Otak-atik BPE Menata Pengelolaan Sumur Minyak Tua di Lapangan Ledok, Blora
Rencana Badan Usaha Milik Daerah (BUMD) Kabupaten Blora, PT Blora Patra Energi (BPE), untuk meninggalkan perkumpulan penambang, terus bergulir. Sekarang ini BPE tengah melangkah untuk melakukan penataan dengan membentuk Kelompok Usaha Bersama (KUB) bagi para penambang.
Hal ini dilakukan, dengan dalil untuk mempercepat penyelesaian kasus yang mencuat tahun 2023 lalu, terkait dugaan adanya pengeboran sumur ilegal di titik sumur LDK 27 lapangan Ledok Kecamatan Sambong.
Menurut Direktur Utama PT BPE, Giri Nurbaskoro, langkah tersebut diklaim tepat sebagai upaya menyelesaikan kasus tersebut. “KUB ini, supaya kelompok penambang punya legalitas. Ini paling memungkinkan dilakukan,” jelasnya.
Disamping itu BPE bisa berkerja sama secara langsung dengan para kelompok penamban tanpa melalui, Perkumpulan Penambang Sumur Timba Ledok (PPMSTL). “BPE bisa kerja sama secara langung dengan kelompok sumuran,” ungkap Giri.
Sekarang ini, BPE tengah melakukan pendataan ulang dan verifikasi penambang yang ada di Ledok, dimulai pada Senin 10 Februari 2025 di gedung serba guna milik Pertamina EP Field Cepu yang dihadiri 26 ketua kelompok penambang. Targetnya minggu ini bisa selesai. “Data penambang itu, sebagai sarat tambahan dari Pertamina dan SKK Migas,” ujarnya.
Mengingat, izin pengelolaan sumur minyak tua dari Pertamina yang dipegang BPE akan habis pada 25 Februari 2025. Pun demikian kerja sama BPE dengan PMSTL juga akan berakhir. Sehingga harus melakukan perpanjangan izin.
BPE mencatat, terdapat 130an kelompok penambang yang sekarang ini mengusahakan Sumur Minyak Tua Ledok. Pendataan dilakukan meliputi, nama ketua, titik sumur dan anggota. “Nantinya satu titik sumur dikelola satu KUBE dengan jumlah anggota 10 orang,” jelasnya.
Hanya Sebagian Kecil Dukung Skenario BPE
Menjelang berakhirnya kerja sama antara PPMSTL dengan PT BPE, ternyata muncul silang pendapat di lingkungan penambang miyak sumur tua di lapangan Ledok Kecamatan Sambong.
Sebagian kelompok mendukung rencana BPE untuk melakukan kerja sama langsung dengan penambang dan memutus kerja sama dengan PPMSTL, sebagian lain tetap bertahan berkerja sama dengan PPMSTL.
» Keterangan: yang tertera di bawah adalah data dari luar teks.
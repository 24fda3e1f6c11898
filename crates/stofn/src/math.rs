//! # Math — Poses and Pose Masks
//!
//! We re-export [glam](https://docs.rs/glam) types so users don't need to
//! depend on it directly. On top of them sit two pose flavours:
//!
//! - [`RPose`]: rotation + position. Rigid, never carries scale. Physics
//!   bodies live here so scale can't leak into the simulation.
//! - [`HPose`]: rotation + position + non-uniform scale. Every hierarchy node
//!   has a local and a world `HPose`.
//!
//! ## Composition Without Shear
//!
//! Multiplying two 4x4 TRS matrices with non-uniform scale and rotation
//! produces skew terms that can't be represented as a TRS again. `HPose`
//! composes channel by channel instead:
//!
//! ```text
//! parent * child:
//!   rotation = parent.rotation * child.rotation
//!   position = parent.position + parent.rotation * (parent.scale * child.position)
//!   scale    = parent.scale * child.scale
//! ```
//!
//! This is exactly invertible ([`HPose::inverse_mul`]), which is what makes
//! rebasing a node under a new parent lossless. Every composed rotation is
//! renormalized, so repeated rebasing does not drift. The price is that
//! `(a * b).to_matrix()` is not `a.to_matrix() * b.to_matrix()` once scales
//! are non-uniform.
//!
//! ## Pose Masks
//!
//! A [`PoseMask`] freezes parent channels to identity when composing. A node
//! reparented with `PoseMask::IGNORE_SCALE` keeps its world size no matter
//! how its new parent is scaled.

use std::ops::Mul;

use bitflags::bitflags;
pub use glam::{Mat3, Mat4, Quat, Vec3, Vec4};
use serde::{Deserialize, Serialize};

/// A rigid pose: rotation and position.
#[derive(Debug, Clone, Copy, PartialEq, Serialize, Deserialize)]
pub struct RPose {
    pub rotation: Quat,
    pub position: Vec3,
}
//! Runtime configuration.
//!
//! Every field has a default, so an empty JSON object (or no file at all) is a
//! valid configuration:
//!
//! ```
//! use stofn::config::Config;
//!
//! let config = Config::from_json_str(r#"{ "physics": { "fixed_timestep": 0.01 } }"#).unwrap();
//! assert_eq!(config.physics.fixed_timestep, 0.01);
//! assert_eq!(config.physics.max_frame_time, 0.25);
//! assert!(config.scene.default_sublevel.is_none());
//! ```

use std::path::Path;

use serde::{Deserialize, Serialize};
use thiserror::Error;

/// Errors produced while loading a [`Config`].
#[derive(Error, Debug)]
pub enum ConfigError {
    /// The config file could not be read.
    #[error("IO error: {0}")]
    Io(#[from] std::io::Error),

    /// The config text is not valid JSON for [`Config`].
    #[error("Parse error: {0}")]
    Parse(#[from] serde_json::Error),

    /// A value parsed but is out of range.
    #[error("Invalid config: {0}")]
    Invalid(String),
}

/// Alias for `std::result::Result<T, ConfigError>`.
pub type Result<T> = std::result::Result<T, ConfigError>;

/// Settings for [`Scene`](crate::scene::Scene).
#[derive(Debug, Clone, PartialEq, Serialize, Deserialize)]
#[serde(default)]
pub struct SceneConfig {
    /// Sublevel created by `Scene::with_config`, if any.
    pub default_sublevel: Option<String>,
    /// Object capacity reserved up front.
    pub reserve_objects: usize,
    /// Whether releasing a sublevel tears down its whole hierarchy. When
    /// `false`, releasing a sublevel fails.
    pub allow_sublevel_release: bool,
}

impl Default for SceneConfig {
    fn default() -> Self {
        Self {
            default_sublevel: None,
            reserve_objects: 1024,
            allow_sublevel_release: false,
        }
    }
}

/// Settings for [`PhysicsRuntime`](crate::physics::PhysicsRuntime).
#[derive(Debug, Clone, Copy, PartialEq, Serialize, Deserialize)]
#[serde(default)]
pub struct PhysicsConfig {
    /// Length of one simulation step, in seconds.
    pub fixed_timestep: f32,
    /// Frame time is clamped to this before being accumulated, so a long
    /// stall can't queue an unbounded number of steps.
    pub max_frame_time: f32,
}

impl Default for PhysicsConfig {
    fn default() -> Self {
        Self {
            fixed_timestep: 1.0 / 60.0,
            max_frame_time: 0.25,
        }
    }
}

impl PhysicsConfig {
    pub fn validate(&self) -> Result<()> {
        if !self.fixed_timestep.is_finite() || self.fixed_timestep <= 0.0 {
            return Err(ConfigError::Invalid(format!(
                "physics.fixed_timestep must be positive, got {}",
                self.fixed_timestep
            )));
        }
        if !self.max_frame_time.is_finite() || self.max_frame_time <= 0.0 {
            return Err(ConfigError::Invalid(format!(
                "physics.max_frame_time must be positive, got {}",
                self.max_frame_time
            )));
        }
        Ok(())
    }
}

/// Top-level configuration.
#[derive(Debug, Clone, Default, PartialEq, Serialize, Deserialize)]
#[serde(default)]
pub struct Config {
    pub scene: SceneConfig,
    pub physics: PhysicsConfig,
}

impl Config {
    /// Parse and validate a JSON config.
    pub fn from_json_str(json: &str) -> Result<Self> {
        let config: Self = serde_json::from_str(json)?;
        config.validate()?;
        Ok(config)
    }

    /// Read, parse and validate a JSON config file.
    pub fn from_file(path: impl AsRef<Path>) -> Result<Self> {
        let path = path.as_ref();
        let text = std::fs::read_to_string(path)?;
        let config = Self::from_json_str(&text)?;
        log::debug!("loaded config from {}", path.display());
        Ok(config)
    }

    pub fn validate(&self) -> Result<()> {
        self.physics.validate()
    }
}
Sementara itu, dari dari data yang dihimpun, ada sejumlah rencana yang akan dilakukan antara sebagian penambang dengan pihak BPE. Diantaranya, akan memutus kontrak dengan Perkumpulan Penambang Minyak Sumur Timba Ledok (PPMSTL) yang dinilai kurang menguntungkan.
Selanjutnya, penambang akan kontrak langsung dengan perusahaan BUMD itu dengan persentase dari 77% naik 3% menjadi 80%. Kesepakatan ini akan dilakukan sambil berjalan.
Diketahui, ada sisa 20% yang akan dikelola BPE bersama para ketua penambang. Dengan pembangian, 10% untuk pendapatan perusahaan sebagai pemegang izin pengelolaan.
Sementara, 10% dikelola bersama antara PT BPE dengan para ketua kelompok penambang. Dana ini, rencananya bakal digunakan untuk kebutuhan BPJS Tenaga Kerja, HSE, CSR , atensi dari bawah sampai pusat dan lain-lain. Harapannya, dikelola dengan transparan.
Selanjutnya, akan ada penambahan petugas checker dari PT BPE. Sebab, petugas lama dianggap sebagai orang dekat dengan PPMSTL.
Kemudian, pembayaran ongkos angkat angkut atau disebut penambang sebagai gaji, akan langsung diberikan BPE kepada penambang. Pun demikian, BUMD Blora itu akan berperan aktif ke lapangan.
Pada catatan rencana tersebut, tertulis, ada amanah dari Polda Jawa Tengah supaya perusahaan tersebut putus kerja sama dengan PPMSTL.
Dikonfirmasi, Direktur Utama BPE, Giri Nurbaskoro, tidak menampik terkait sejumlah wacana tersebut yang telah disampaikan kepada sebagian penambang.
Dijelaskannya, bahwa pemutusan hubungan kerja sama dengan PPMSTL tersebut bukan amanah dari Polda Jawa Tengah. "Kalau untuk amanah atau tidak, kita berdiskusi dengan Polda, opsi-opsi yang disampaikan sudah kita jalankan sudah cukup atau belum nunggu dari Polda,” kata Giri.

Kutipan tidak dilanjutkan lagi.